Nasa releases first ever audio recording of Mars taken from Perseverance rover

 (Getty Images)
(Getty Images)

Nasa has released the first ever direct audio recordings of the sounds of Mars.

They allow people to hear the red planet’s winds as they whip past the rover, soon after it had dropped onto the surface.

The sounds of the Perseverance rover can also be heard in the recordings, as it fings its place in the Martian soil.

Nasa had hoped to capture sound as the rover made its perilous landing on the surface, but said the audio captures was “unusable”.

The microphone attached to the rover – a commercial, off-the-shelf piece of equipment – did however survive the landing and has recorded audio from the surface itself.

Those sounds have now been revealed, alongside “awe-inspiring” video of the rover’s landing.

The audio lasts about 60-seconds and Nasa has released versions that include just the breeze as well as the noise the rover captured of itself on the surface.

While the new recordings sound similar to how the wind and a robot might on Earth, sound actually behaves differently on Mars. The different atmosphere affects the ways that sound travels.

The chief difference is that high pitch sounds – such as whistles or birds – would not be audible on the planet, as a result of the fact that the heavily carbon dioxide atmosphere would absorb them. Sounds would also generally be quieter because of the less dense atmosphere, and the speed of sound is also slower.
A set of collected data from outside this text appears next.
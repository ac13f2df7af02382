use std::path::PathBuf;
use std::sync::Arc;

use anyhow::{Context, Result};
use clap::Args;
use resonator_core::pipeline::config::ResonatorConfig;
use resonator_core::pipeline::run_inlet;

use crate::progress::BarReporter;
use crate::summary::{print_config_summary, print_phase_result};

#[derive(Args)]
pub struct RunArgs {
    /// Folder holding the videos and the reference CSV
    pub inlet: PathBuf,

    /// Config file (TOML)
    #[arg(long)]
    pub config: Option<PathBuf>,
}

pub fn run(args: &RunArgs) -> Result<()> {
    let config = ResonatorConfig::load_or_default(args.config.as_deref())
        .context("Failed to load configuration")?;
    print_config_summary("Resonator Run", &args.inlet, &config);

    let reporter = Arc::new(BarReporter::new());
    let results = run_inlet(&args.inlet, &config, reporter.clone())
        .with_context(|| format!("Failed to process {}", args.inlet.display()))?;
    reporter.finish();

    for result in &results {
        print_phase_result(result);
    }
    println!();
    Ok(())
}
//! Aligns the brightness signal with ground-truth reference series.

use std::path::Path;

use ndarray::{s, Array2, Axis};
use tracing::{debug, info, warn};

use crate::error::{ResonatorError, Result};
use crate::filters::gaussian::gaussian_filter1d;
use crate::io::export::{write_columns, Column};
use crate::io::reference::{PhaseReferences, Reference, TimeSeries};
use crate::io::sliced::read_sliced;

use super::config::{Calibration, ReconcileConfig};

const SECONDS_PER_MINUTE: f64 = 60.0;

/// Per-run inputs to the reconciler beyond the configuration.
#[derive(Clone, Debug)]
pub struct ReconcileParams {
    pub seconds_per_frame: f64,
    pub slice_freq: usize,
    /// Offset of this video on the run clock, seconds.
    pub video_start: f64,
    /// Scalar subtracted before smoothing.
    pub background: Option<f64>,
    pub config: ReconcileConfig,
    pub calibration: Calibration,
}

/// Brightness and references on a shared minutes axis.
#[derive(Clone, Debug, PartialEq)]
pub struct Reconciled {
    /// Minutes, one per kept time bucket.
    pub times: Vec<f64>,
    /// Window-mean brightness as read.
    pub raw: Vec<f64>,
    /// Background-subtracted and smoothed.
    pub smoothed: Vec<f64>,
    /// `smoothed` through the calibration.
    pub calibrated: Vec<f64>,
    /// Reference series with times in minutes.
    pub cells: Reference,
    pub sensor: Reference,
    /// Whether the brightness was cut to the reference span.
    pub truncated: bool,
}

/// Mean of the spatial bins `[top, bottom)` for every row. `bottom` is
/// clipped to the number of columns.
pub fn window_means(signal: &Array2<f64>, top: usize, bottom: usize) -> Result<Vec<f64>> {
    let bottom = bottom.min(signal.ncols());
    if top >= bottom {
        return Err(ResonatorError::Config(format!(
            "window [{top}, {bottom}) selects no columns of a {}-column signal",
            signal.ncols()
        )));
    }
    let window = signal.slice(s![.., top..bottom]);
    Ok(window
        .mean_axis(Axis(1))
        .map(|m| m.to_vec())
        .unwrap_or_default())
}

/// Timestamps in seconds for `n` reduced samples.
pub fn time_axis(n: usize, seconds_per_frame: f64, slice_freq: usize) -> Vec<f64> {
    let step = seconds_per_frame * slice_freq as f64;
    (0..n).map(|i| i as f64 * step).collect()
}

/// Index range of `times` (ascending) inside `[t_min, t_max]`.
///
/// The start is the left insertion point of `t_min` and the end the right
/// insertion point of `t_max`, so samples equal to either bound are kept.
pub fn truncation_bounds(times: &[f64], t_min: f64, t_max: f64) -> (usize, usize) {
    let lo = times.partition_point(|&t| t < t_min);
    let hi = times.partition_point(|&t| t <= t_max);
    (lo, hi.max(lo))
}

/// Mean of the first `rows` window means; the baseline brightness of a run.
pub fn background_level(signal: &Array2<f64>, top: usize, bottom: usize, rows: usize) -> Result<f64> {
    let means = window_means(signal, top, bottom)?;
    let head = &means[..rows.min(means.len())];
    if head.is_empty() {
        return Err(ResonatorError::EmptySequence);
    }
    Ok(head.iter().sum::<f64>() / head.len() as f64)
}

fn to_minutes(reference: &Reference) -> Reference {
    match reference {
        Reference::Present(s) => Reference::Present(TimeSeries::new(
            s.times.iter().map(|t| t / SECONDS_PER_MINUTE).collect(),
            s.values.clone(),
        )),
        Reference::Absent => Reference::Absent,
    }
}

/// Time-shift, truncate, smooth and calibrate a sliced signal.
///
/// With no reference series present the full brightness span is kept and a
/// warning is logged.
pub fn reconcile(
    signal: &Array2<f64>,
    references: &PhaseReferences,
    params: &ReconcileParams,
) -> Result<Reconciled> {
    let cfg = &params.config;
    let means = window_means(signal, cfg.window_top, cfg.window_bottom)?;
    let shift = params.video_start + cfg.t_correct;
    let times: Vec<f64> = time_axis(means.len(), params.seconds_per_frame, params.slice_freq)
        .into_iter()
        .map(|t| (t + shift) / SECONDS_PER_MINUTE)
        .collect();

    let cells = to_minutes(&references.cells);
    let sensor = to_minutes(&references.sensor);

    let span = [&cells, &sensor]
        .into_iter()
        .filter_map(|r| r.as_present().and_then(TimeSeries::span))
        .reduce(|(lo_a, hi_a), (lo_b, hi_b)| (lo_a.min(lo_b), hi_a.max(hi_b)));

    let (lo, hi) = match span {
        Some((t_min, t_max)) => truncation_bounds(&times, t_min, t_max),
        None => {
            warn!("Neither cell count nor sensor data present; keeping the full brightness series");
            (0, times.len())
        }
    };
    debug!(lo, hi, samples = times.len(), "Truncation bounds");

    let times = times[lo..hi].to_vec();
    let raw = means[lo..hi].to_vec();

    let background = if cfg.subtract_background {
        params.background.unwrap_or(0.0)
    } else {
        0.0
    };
    let shifted: Vec<f64> = raw.iter().map(|v| v - background).collect();
    let smoothed = gaussian_filter1d(&shifted, cfg.gauss_std);
    let calibrated = smoothed.iter().map(|&v| params.calibration.apply(v)).collect();

    info!(
        samples = times.len(),
        background,
        cells = cells.is_present(),
        sensor = sensor.is_present(),
        "Reconciled brightness"
    );
    Ok(Reconciled {
        times,
        raw,
        smoothed,
        calibrated,
        cells,
        sensor,
        truncated: span.is_some(),
    })
}

/// Read a sliced signal file and reconcile it.
pub fn reconcile_file(
    sliced: &Path,
    references: &PhaseReferences,
    params: &ReconcileParams,
) -> Result<Reconciled> {
    let signal = read_sliced(sliced)?;
    reconcile(&signal, references, params)
}

impl Reconciled {
    /// Export columns: brightness block first, then each present reference.
    pub fn columns(&self) -> Vec<Column> {
        let mut columns = vec![
            Column::new("Time (min) - imaging", self.times.clone()),
            Column::new("Image analysis (Estimated Cell Loss)", self.calibrated.clone()),
            Column::new("Image analysis (Scaled Brightness)", self.smoothed.clone()),
            Column::new("Image analysis (Unscaled Brightness)", self.raw.clone()),
        ];
        if let Some(cells) = self.cells.as_present() {
            columns.push(Column::new("Time (min) - cells", cells.times.clone()));
            columns.push(Column::new("Cell count (M cells/mL)", cells.values.clone()));
        }
        if let Some(sensor) = self.sensor.as_present() {
            columns.push(Column::new("Time (min) - sensor", sensor.times.clone()));
            columns.push(Column::new("Sensor", sensor.values.clone()));
        }
        columns
    }

    pub fn write_export(&self, path: &Path) -> Result<()> {
        write_columns(path, &self.columns())?;
        debug!(path = %path.display(), "Wrote reconciled export");
        Ok(())
    }
}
While the new recordings come from the experimental microphone that was fitted with the aim of just seeing how the landing and Mars might sound, the Perseverance rover is also carrying another more science-focused one.

That is mounted on the SuperCam instrument, on top of Perseverance’s mast. SuperCam fires lasers at distant rocks in an attempt to understand what they are made of – the microphone will listen for the sounds of the laser hitting those rocks, which might provide information about how hard they are or what they are made of.